_Exercise aim_.
Copy each line below holding "SrpClient".

[Recorded data]

• • • •

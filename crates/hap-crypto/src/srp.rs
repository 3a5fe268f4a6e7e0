//! SRP-6a for HomeKit pair-setup.
//!
//! Uses 3072-bit prime (RFC 5054), generator g=5, SHA-512.
//! [`SrpServer`] is the accessory side. [`SrpClient`] plays the controller
//! in tests and tooling.

use hap_core::error::CryptoError;
use num_bigint::{BigUint, RandBigInt};
use rand::{CryptoRng, RngCore};
use sha2::{Digest, Sha512};
use subtle::ConstantTimeEq;
use zeroize::{Zeroize, ZeroizeOnDrop};

/// SRP username used by HomeKit pair-setup.
pub const PAIR_SETUP_USERNAME: &[u8] = b"Pair-Setup";

/// N size in bytes (3072 bits = 384 bytes).
pub const N_BYTES: usize = 384;

/// Salt length used for new verifiers.
pub const SALT_LEN: usize = 16;

/// RFC 5054 3072-bit prime N, big-endian.
const RFC5054_N_3072: [u8; N_BYTES] = [
    0xff, 0xff, 0xff, 0xff, 0xff, 0xff, 0xff, 0xff, 0xc9, 0x0f, 0xda, 0xa2,
    0x21, 0x68, 0xc2, 0x34, 0xc4, 0xc6, 0x62, 0x8b, 0x80, 0xdc, 0x1c, 0xd1,
    0x29, 0x02, 0x4e, 0x08, 0x8a, 0x67, 0xcc, 0x74, 0x02, 0x0b, 0xbe, 0xa6,
    0x3b, 0x13, 0x9b, 0x22, 0x51, 0x4a, 0x08, 0x79, 0x8e, 0x34, 0x04, 0xdd,
    0xef, 0x95, 0x19, 0xb3, 0xcd, 0x3a, 0x43, 0x1b, 0x30, 0x2b, 0x0a, 0x6d,
    0xf2, 0x5f, 0x14, 0x37, 0x4f, 0xe1, 0x35, 0x6d, 0x6d, 0x51, 0xc2, 0x45,
    0xe4, 0x85, 0xb5, 0x76, 0x62, 0x5e, 0x7e, 0xc6, 0xf4, 0x4c, 0x42, 0xe9,
    0xa6, 0x37, 0xed, 0x6b, 0x0b, 0xff, 0x5c, 0xb6, 0xf4, 0x06, 0xb7, 0xed,
    0xee, 0x38, 0x6b, 0xfb, 0x5a, 0x89, 0x9f, 0xa5, 0xae, 0x9f, 0x24, 0x11,
    0x7c, 0x4b, 0x1f, 0xe6, 0x49, 0x28, 0x66, 0x51, 0xec, 0xe4, 0x5b, 0x3d,
    0xc2, 0x00, 0x7c, 0xb8, 0xa1, 0x63, 0xbf, 0x05, 0x98, 0xda, 0x48, 0x36,
    0x1c, 0x55, 0xd3, 0x9a, 0x69, 0x16, 0x3f, 0xa8, 0xfd, 0x24, 0xcf, 0x5f,
    0x83, 0x65, 0x5d, 0x23, 0xdc, 0xa3, 0xad, 0x96, 0x1c, 0x62, 0xf3, 0x56,
    0x20, 0x85, 0x52, 0xbb, 0x9e, 0xd5, 0x29, 0x07, 0x70, 0x96, 0x96, 0x6d,
    0x67, 0x0c, 0x35, 0x4e, 0x4a, 0xbc, 0x98, 0x04, 0xf1, 0x74, 0x6c, 0x08,
    0xca, 0x18, 0x21, 0x7c, 0x32, 0x90, 0x5e, 0x46, 0x2e, 0x36, 0xce, 0x3b,
    0xe3, 0x9e, 0x77, 0x2c, 0x18, 0x0e, 0x86, 0x03, 0x9b, 0x27, 0x83, 0xa2,
    0xec, 0x07, 0xa2, 0x8f, 0xb5, 0xc5, 0x5d, 0xf0, 0x6f, 0x4c, 0x52, 0xc9,
    0xde, 0x2b, 0xcb, 0xf6, 0x95, 0x58, 0x17, 0x18, 0x39, 0x95, 0x49, 0x7c,
    0xea, 0x95, 0x6a, 0xe5, 0x15, 0xd2, 0x26, 0x18, 0x98, 0xfa, 0x05, 0x10,
    0x15, 0x72, 0x8e, 0x5a, 0x8a, 0xaa, 0xc4, 0x2d, 0xad, 0x33, 0x17, 0x0d,
    0x04, 0x50, 0x7a, 0x33, 0xa8, 0x55, 0x21, 0xab, 0xdf, 0x1c, 0xba, 0x64,
    0xec, 0xfb, 0x85, 0x04, 0x58, 0xdb, 0xef, 0x0a, 0x8a, 0xea, 0x71, 0x57,
    0x5d, 0x06, 0x0c, 0x7d, 0xb3, 0x97, 0x0f, 0x85, 0xa6, 0xe1, 0xe4, 0xc7,
    0xab, 0xf5, 0xae, 0x8c, 0xdb, 0x09, 0x33, 0xd7, 0x1e, 0x8c, 0x94, 0xe0,
    0x4a, 0x25, 0x61, 0x9d, 0xce, 0xe3, 0xd2, 0x26, 0x1a, 0xd2, 0xee, 0x6b,
    0xf1, 0x2f, 0xfa, 0x06, 0xd9, 0x8a, 0x08, 0x64, 0xd8, 0x76, 0x02, 0x73,
    0x3e, 0xc8, 0x6a, 0x64, 0x52, 0x1f, 0x2b, 0x18, 0x17, 0x7b, 0x20, 0x0c,
    0xbb, 0xe1, 0x17, 0x57, 0x7a, 0x61, 0x5d, 0x6c, 0x77, 0x09, 0x88, 0xc0,
    0xba, 0xd9, 0x46, 0xe2, 0x08, 0xe2, 0x4f, 0xa0, 0x74, 0xe5, 0xab, 0x31,
    0x43, 0xdb, 0x5b, 0xfc, 0xe0, 0xfd, 0x10, 0x8e, 0x4b, 0x82, 0xd1, 0x20,
    0xa9, 0x3a, 0xd2, 0xca, 0xff, 0xff, 0xff, 0xff, 0xff, 0xff, 0xff, 0xff,
];

/// SRP-6a parameters (3072-bit, RFC 5054).
pub struct SrpParams {
    /// Prime modulus N.
    pub n: BigUint,
    /// Generator g (always 5).
    pub g: BigUint,
}

impl Default for SrpParams {
    fn default() -> Self {
        Self {
            n: BigUint::from_bytes_be(&RFC5054_N_3072),
            g: BigUint::from(5u32),
        }
    }
}

/// Password verifier `v = g^x mod N` together with its salt.
pub struct SrpVerifier {
    identity: Vec<u8>,
    salt: [u8; SALT_LEN],
    verifier: BigUint,
}

impl SrpVerifier {
    /// Compute a verifier for the given identity, password and salt.
    pub fn generate(identity: &[u8], password: &[u8], salt: [u8; SALT_LEN]) -> Self {
        let params = SrpParams::default();
        let x = compute_x(&salt, identity, password);
        let verifier = params.g.modpow(&x, &params.n);
        Self {
            identity: identity.to_vec(),
            salt,
            verifier,
        }
    }

    pub fn salt(&self) -> [u8; SALT_LEN] {
        self.salt
    }
}

/// Server-side SRP state for one pair-setup attempt.
#[derive(ZeroizeOnDrop)]
pub struct SrpServer {
    #[zeroize(skip)]
    params: SrpParams,
    #[zeroize(skip)]
    identity: Vec<u8>,
    #[zeroize(skip)]
    salt: [u8; SALT_LEN],
    #[zeroize(skip)]
    verifier: BigUint,
    private_key: Vec<u8>,
    #[zeroize(skip)]
    public_key: BigUint,
}

/// Result of a successful client proof check.
#[derive(Zeroize, ZeroizeOnDrop)]
pub struct SrpSession {
    /// Session key K = H(PAD(S)).
    pub shared_secret: Vec<u8>,
    /// Server proof M2 = H(PAD(A) || M1 || K).
    pub server_proof: Vec<u8>,
}

impl SrpServer {
    /// Start an exchange: pick b and compute B = (k*v + g^b) mod N.
    pub fn new<R: RngCore + CryptoRng>(verifier: SrpVerifier, rng: &mut R) -> Self {
        let params = SrpParams::default();
        let b = rng.gen_biguint(256);

        let k = compute_k(&params);
        let g_b = params.g.modpow(&b, &params.n);
        let k_v = (&k * &verifier.verifier) % &params.n;
        let public_key = (&k_v + &g_b) % &params.n;

        Self {
            params,
            identity: verifier.identity.clone(),
            salt: verifier.salt,
            verifier: verifier.verifier.clone(),
            private_key: b.to_bytes_be(),
            public_key,
        }
    }

    /// Server public key B, padded to 384 bytes.
    pub fn public_key(&self) -> Vec<u8> {
        pad_to_n(&self.public_key)
    }

    pub fn salt(&self) -> [u8; SALT_LEN] {
        self.salt
    }

    /// Check the client's public key A and proof M1.
    ///
    /// On success returns the session key and the server proof M2.
    pub fn verify_client(
        &self,
        client_public: &[u8],
        client_proof: &[u8],
    ) -> Result<SrpSession, CryptoError> {
        // A must be a padded group element in 1..N.
        if client_public.len() > N_BYTES {
            return Err(CryptoError::InvalidPublicKey);
        }
        let a = BigUint::from_bytes_be(client_public);
        if a == BigUint::ZERO || a >= self.params.n {
            return Err(CryptoError::InvalidPublicKey);
        }

        let u = compute_u(&a, &self.public_key);
        if u == BigUint::ZERO {
            return Err(CryptoError::InvalidPublicKey);
        }

        // S = (A * v^u)^b mod N
        let b = BigUint::from_bytes_be(&self.private_key);
        let v_u = self.verifier.modpow(&u, &self.params.n);
        let base = (&a * &v_u) % &self.params.n;
        let s = base.modpow(&b, &self.params.n);

        let shared_secret = hash_padded(&s);

        let expected = compute_m1(
            &self.params,
            &self.identity,
            &self.salt,
            &a,
            &self.public_key,
            &shared_secret,
        );
        if !bool::from(expected.as_slice().ct_eq(client_proof)) {
            return Err(CryptoError::ProofMismatch);
        }

        let server_proof = compute_m2(&a, &expected, &shared_secret);
        Ok(SrpSession {
            shared_secret,
            server_proof,
        })
    }
}

/// Client-side SRP state.
#[derive(ZeroizeOnDrop)]
pub struct SrpClient {
    #[zeroize(skip)]
    params: SrpParams,
    identity: Vec<u8>,
    password: Vec<u8>,
    private_key: Vec<u8>,
    #[zeroize(skip)]
    public_key: BigUint,
}

/// Client proof and the values needed to finish the exchange.
pub struct SrpProof {
    pub client_proof: Vec<u8>,
    pub shared_secret: Vec<u8>,
    pub expected_server_proof: Vec<u8>,
}

impl SrpClient {
    /// Create new SRP client with identity and password.
    pub fn new<R: RngCore + CryptoRng>(identity: &[u8], password: &[u8], rng: &mut R) -> Self {
        let params = SrpParams::default();
        let a = rng.gen_biguint(256);
        let public_key = params.g.modpow(&a, &params.n);

        Self {
            params,
            identity: identity.to_vec(),
            password: password.to_vec(),
            private_key: a.to_bytes_be(),
            public_key,
        }
    }

    /// Client public key A (384 bytes).
    pub fn public_key(&self) -> Vec<u8> {
        pad_to_n(&self.public_key)
    }

    /// Process the server's salt and public key B.
    pub fn process_challenge(
        &self,
        salt: &[u8],
        server_public_key: &[u8],
    ) -> Result<SrpProof, CryptoError> {
        if server_public_key.len() > N_BYTES {
            return Err(CryptoError::InvalidPublicKey);
        }
        let b = BigUint::from_bytes_be(server_public_key);
        if b == BigUint::ZERO || b >= self.params.n {
            return Err(CryptoError::InvalidPublicKey);
        }

        let a = BigUint::from_bytes_be(&self.private_key);
        let u = compute_u(&self.public_key, &b);
        if u == BigUint::ZERO {
            return Err(CryptoError::InvalidPublicKey);
        }

        let x = compute_x(salt, &self.identity, &self.password);
        let k = compute_k(&self.params);

        // S = (B - k * g^x)^(a + u*x) mod N
        let g_x = self.params.g.modpow(&x, &self.params.n);
        let k_gx = (&k * &g_x) % &self.params.n;
        let base = if b >= k_gx {
            (&b - &k_gx) % &self.params.n
        } else {
            (&b + &self.params.n - &k_gx) % &self.params.n
        };
        let exponent = &a + &u * &x;
        let s = base.modpow(&exponent, &self.params.n);

        let shared_secret = hash_padded(&s);
        let client_proof = compute_m1(
            &self.params,
            &self.identity,
            salt,
            &self.public_key,
            &b,
            &shared_secret,
        );
        let expected_server_proof = compute_m2(&self.public_key, &client_proof, &shared_secret);

        Ok(SrpProof {
            client_proof,
            shared_secret,
            expected_server_proof,
        })
    }

    /// Verify server's proof M2 in constant time.
    pub fn verify_server_proof(&self, proof: &[u8], expected: &[u8]) -> bool {
        proof.ct_eq(expected).into()
    }
}

/// K = H(PAD(S)).
fn hash_padded(s: &BigUint) -> Vec<u8> {
    Sha512::digest(pad_to_n(s)).to_vec()
}

/// M1 = H(H(N) XOR H(g) || H(I) || salt || PAD(A) || PAD(B) || K)
fn compute_m1(
    params: &SrpParams,
    identity: &[u8],
    salt: &[u8],
    a: &BigUint,
    b: &BigUint,
    k: &[u8],
) -> Vec<u8> {
    let h_n = Sha512::digest(pad_to_n(&params.n));
    // H(g) over the raw generator byte, not PAD(g).
    let h_g = Sha512::digest(params.g.to_bytes_be());

    let mut xor_result = [0u8; 64];
    for (out, (n, g)) in xor_result.iter_mut().zip(h_n.iter().zip(h_g.iter())) {
        *out = n ^ g;
    }

    let h_i = Sha512::digest(identity);

    let mut hasher = Sha512::new();
    hasher.update(xor_result);
    hasher.update(h_i);
    hasher.update(salt);
    hasher.update(pad_to_n(a));
    hasher.update(pad_to_n(b));
    hasher.update(k);
    hasher.finalize().to_vec()
}

/// M2 = H(PAD(A) || M1 || K)
fn compute_m2(a: &BigUint, m1: &[u8], k: &[u8]) -> Vec<u8> {
    let mut hasher = Sha512::new();
    hasher.update(pad_to_n(a));
    hasher.update(m1);
    hasher.update(k);
    hasher.finalize().to_vec()
}

/// Pad BigUint to N_BYTES with leading zeros.
fn pad_to_n(value: &BigUint) -> Vec<u8> {
    let bytes = value.to_bytes_be();
    if bytes.len() >= N_BYTES {
        bytes[bytes.len() - N_BYTES..].to_vec()
    } else {
        let mut padded = vec![0u8; N_BYTES - bytes.len()];
        padded.extend_from_slice(&bytes);
        padded
    }
}

/// k = SHA512(N || PAD(g)).
fn compute_k(params: &SrpParams) -> BigUint {
    let mut hasher = Sha512::new();
    hasher.update(pad_to_n(&params.n));
    hasher.update(pad_to_n(&params.g));
    BigUint::from_bytes_be(&hasher.finalize())
}

/// u = SHA512(PAD(A) || PAD(B)).
fn compute_u(a: &BigUint, b: &BigUint) -> BigUint {
    let mut hasher = Sha512::new();
    hasher.update(pad_to_n(a));
    hasher.update(pad_to_n(b));
    BigUint::from_bytes_be(&hasher.finalize())
}

/// x = SHA512(salt || SHA512(identity || ":" || password)).
fn compute_x(salt: &[u8], identity: &[u8], password: &[u8]) -> BigUint {
    let mut hasher = Sha512::new();
    hasher.update(identity);
    hasher.update(b":");
    hasher.update(password);
    let inner_hash = hasher.finalize();

    let mut hasher = Sha512::new();
    hasher.update(salt);
    hasher.update(inner_hash);
    BigUint::from_bytes_be(&hasher.finalize())
}
//! # hap-pairing
//!
//! Accessory side of HomeKit pairing.
//!
//! This crate implements:
//! - pair-setup (SRP-6a, M1-M6)
//! - pair-verify (Curve25519 + Ed25519, M1-M4)
//! - the encrypted record layer used after verify
//! - identity stores (in-memory and JSON file)
//! - Bonjour TXT record fields

pub mod advertise;
mod channel;
mod connection;
pub mod pair_setup;
pub mod pair_verify;
mod session;
mod store;
mod traits;

pub use channel::{EncryptedChannel, MAX_FRAME_PAYLOAD};
pub use connection::SecureStream;
pub use pair_setup::{PairSetup, SetupOutcome, SetupState};
pub use pair_verify::{PairVerify, VerifyOutcome, VerifyState};
pub use session::{PairingSession, Response};
pub use store::{ControllerRecord, FileStore, MemoryStore};
pub use traits::IdentityStore;
//! Ed25519 long-term identity keys.

use hap_core::error::CryptoError;
use ed25519_dalek::{Signature, Signer, SigningKey, Verifier, VerifyingKey};
use rand::{CryptoRng, RngCore};
use zeroize::{Zeroize, ZeroizeOnDrop};

/// Long-term Ed25519 identity key pair.
///
/// Clone is implemented so stores can hand out copies. Both copies zeroize on drop.
#[derive(Clone, ZeroizeOnDrop)]
pub struct IdentityKeyPair {
    #[zeroize(skip)]
    public: [u8; 32],
    secret: [u8; 32], // Ed25519 seed, not expanded
}

impl IdentityKeyPair {
    /// Generate a new identity key pair from the supplied randomness source.
    pub fn generate<R: RngCore + CryptoRng>(rng: &mut R) -> Self {
        let mut seed = [0u8; 32];
        rng.fill_bytes(&mut seed);
        let keypair = Self::from_seed(&seed);
        seed.zeroize();
        keypair
    }

    /// Create from seed bytes (32 bytes).
    pub fn from_seed(seed: &[u8; 32]) -> Self {
        let signing_key = SigningKey::from_bytes(seed);
        let public = signing_key.verifying_key().to_bytes();
        Self {
            public,
            secret: *seed,
        }
    }

    /// Get the public key (32 bytes).
    pub fn public_key(&self) -> [u8; 32] {
        self.public
    }

    /// Sign a message, returning 64-byte signature.
    pub fn sign(&self, message: &[u8]) -> [u8; 64] {
        let signing_key = SigningKey::from_bytes(&self.secret);
        signing_key.sign(message).to_bytes()
    }

    /// Export the seed for storage (32 bytes).
    pub fn seed(&self) -> [u8; 32] {
        self.secret
    }
}

impl std::fmt::Debug for IdentityKeyPair {
    fn fmt(&self, f: &mut std::fmt::Formatter<'_>) -> std::fmt::Result {
        f.debug_struct("IdentityKeyPair")
            .field("public", &hex::encode(self.public))
            .finish_non_exhaustive()
    }
}

/// Verify an Ed25519 signature.
pub fn verify(
    public_key: &[u8; 32],
    message: &[u8],
    signature: &[u8; 64],
) -> Result<(), CryptoError> {
    let verifying_key =
        VerifyingKey::from_bytes(public_key).map_err(|_| CryptoError::InvalidPublicKey)?;

    let sig = Signature::from_bytes(signature);

    verifying_key
        .verify(message, &sig)
        .map_err(|_| CryptoError::SignatureInvalid)
}
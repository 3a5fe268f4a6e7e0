//! Session key types and derivation.

use crate::hkdf;
use hap_core::error::CryptoError;
use zeroize::{Zeroize, ZeroizeOnDrop};

/// Shared secret from SRP or ECDH.
#[derive(Clone, Zeroize, ZeroizeOnDrop)]
pub struct SharedSecret(pub Vec<u8>);

/// 32-byte encryption key.
#[derive(Clone, PartialEq, Eq, Zeroize, ZeroizeOnDrop)]
pub struct EncryptionKey(pub [u8; 32]);

/// Directional record-layer keys produced by a successful pair-verify.
#[derive(Clone, ZeroizeOnDrop)]
pub struct SessionKeys {
    /// Seals frames the accessory sends.
    pub accessory_to_controller: EncryptionKey,
    /// Opens frames the controller sends.
    pub controller_to_accessory: EncryptionKey,
}

impl SharedSecret {
    /// Create from raw bytes.
    pub fn new(bytes: Vec<u8>) -> Self {
        Self(bytes)
    }

    /// Get raw bytes.
    pub fn as_bytes(&self) -> &[u8] {
        &self.0
    }
}

impl EncryptionKey {
    /// Create from raw bytes.
    pub fn new(bytes: [u8; 32]) -> Self {
        Self(bytes)
    }

    /// Get raw bytes.
    pub fn as_bytes(&self) -> &[u8; 32] {
        &self.0
    }
}

impl std::fmt::Debug for EncryptionKey {
    fn fmt(&self, f: &mut std::fmt::Formatter<'_>) -> std::fmt::Result {
        f.write_str("EncryptionKey(..)")
    }
}

impl SessionKeys {
    /// Derive both directional keys from the pair-verify shared secret.
    pub fn derive(shared_secret: &SharedSecret) -> Result<Self, CryptoError> {
        let accessory_to_controller = hkdf::derive_control_read_key(shared_secret.as_bytes())?;
        let controller_to_accessory = hkdf::derive_control_write_key(shared_secret.as_bytes())?;

        Ok(Self {
            accessory_to_controller: EncryptionKey(accessory_to_controller),
            controller_to_accessory: EncryptionKey(controller_to_accessory),
        })
    }

    /// Derive the pair-setup M5/M6 key from the SRP session key.
    pub fn derive_pair_setup_key(shared_secret: &SharedSecret) -> Result<EncryptionKey, CryptoError> {
        let key = hkdf::derive_pair_setup_key(shared_secret.as_bytes())?;
        Ok(EncryptionKey(key))
    }

    /// Derive the pair-verify handshake key from the ECDH shared secret.
    pub fn derive_pair_verify_key(
        shared_secret: &SharedSecret,
    ) -> Result<EncryptionKey, CryptoError> {
        let key = hkdf::derive_pair_verify_key(shared_secret.as_bytes())?;
        Ok(EncryptionKey(key))
    }
}

impl std::fmt::Debug for SessionKeys {
    fn fmt(&self, f: &mut std::fmt::Formatter<'_>) -> std::fmt::Result {
        f.write_str("SessionKeys(..)")
    }
}

#[cfg(test)]
mod tests {
    use super::*;

    mod shared_secret {
        use super::*;

        #[test]
        fn new_stores_bytes() {
            let bytes = vec![0x01, 0x02, 0x03, 0x04];
            let secret = SharedSecret::new(bytes.clone());
            assert_eq!(secret.as_bytes(), &bytes);
        }
    }

    mod encryption_key {
        use super::*;

        #[test]
        fn debug_does_not_print_bytes() {
            let key = EncryptionKey::new([0x42u8; 32]);
            assert_eq!(format!("{:?}", key), "EncryptionKey(..)");
        }
    }

    mod session_keys {
        use super::*;

        #[test]
        fn directions_differ() {
            let shared_secret = SharedSecret::new(vec![0xABu8; 32]);
            let keys = SessionKeys::derive(&shared_secret).unwrap();
            assert_ne!(keys.accessory_to_controller, keys.controller_to_accessory);
        }

        #[test]
        fn directions_match_control_labels() {
            let secret = [0xABu8; 32];
            let keys = SessionKeys::derive(&SharedSecret::new(secret.to_vec())).unwrap();
            assert_eq!(
                keys.accessory_to_controller.as_bytes(),
                &hkdf::derive(&secret, b"Control-Salt", b"Control-Read-Encryption-Key").unwrap()
            );
            assert_eq!(
                keys.controller_to_accessory.as_bytes(),
                &hkdf::derive(&secret, b"Control-Salt", b"Control-Write-Encryption-Key").unwrap()
            );
        }

        #[test]
        fn different_secrets_produce_different_keys() {
            let keys1 = SessionKeys::derive(&SharedSecret::new(vec![0x01u8; 32])).unwrap();
            let keys2 = SessionKeys::derive(&SharedSecret::new(vec![0x02u8; 32])).unwrap();
            assert_ne!(keys1.accessory_to_controller, keys2.accessory_to_controller);
            assert_ne!(keys1.controller_to_accessory, keys2.controller_to_accessory);
        }

        #[test]
        fn handshake_keys_differ_from_session_keys() {
            let shared_secret = SharedSecret::new(vec![0xABu8; 32]);
            let setup = SessionKeys::derive_pair_setup_key(&shared_secret).unwrap();
            let verify = SessionKeys::derive_pair_verify_key(&shared_secret).unwrap();
            let session = SessionKeys::derive(&shared_secret).unwrap();

            assert_ne!(setup, verify);
            assert_ne!(verify, session.accessory_to_controller);
            assert_ne!(verify, session.controller_to_accessory);
        }
    }
}
//! # hap-crypto
//!
//! Cryptographic primitives for HomeKit accessory pairing.
//!
//! This crate provides:
//! - TLV8 encoding for pairing messages
//! - SRP-6a (3072-bit) for pair-setup
//! - Curve25519 ECDH for pair-verify key agreement
//! - Ed25519 for long-term identity signatures
//! - ChaCha20-Poly1305 for AEAD encryption
//! - HKDF-SHA512 for key derivation
//!
//! Secret material is zeroized on drop. Every function that needs fresh
//! randomness takes the generator as an argument.

pub mod chacha;
pub mod curve25519;
pub mod ed25519;
pub mod hkdf;
pub mod keys;
pub mod srp;
pub mod tlv;

pub use chacha::{FrameCipher, Nonce12};
pub use keys::{EncryptionKey, SessionKeys, SharedSecret};
pub use tlv::{Tlv8, TlvError, TlvType};
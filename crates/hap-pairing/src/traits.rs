//! Identity store seam between the handshake layer and persistence.

use hap_core::error::Result;
use hap_crypto::ed25519::IdentityKeyPair;

/// Long-term identities known to this accessory.
///
/// Pair-verify only reads from the store. Pair-setup adds controllers.
#[cfg_attr(test, mockall::automock)]
pub trait IdentityStore: Send + Sync {
    /// Accessory pairing identifier (`XX:XX:XX:XX:XX:XX`).
    fn accessory_id(&self) -> String;

    /// Accessory long-term signing key pair.
    fn accessory_keypair(&self) -> IdentityKeyPair;

    /// Long-term public key of a paired controller.
    fn lookup_controller(&self, controller_id: &str) -> Option<[u8; 32]>;

    /// Record a newly paired controller.
    fn add_controller(&self, controller_id: &str, public_key: [u8; 32], admin: bool) -> Result<()>;

    /// Forget a controller.
    fn remove_controller(&self, controller_id: &str) -> Result<()>;

    /// Whether any controller is paired.
    fn has_controllers(&self) -> Result<bool>;
}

• • • •

_Task result_.
//! [`SrpServer`] is the accessory side. [`SrpClient`] plays the controller
pub struct SrpClient {
impl SrpClient {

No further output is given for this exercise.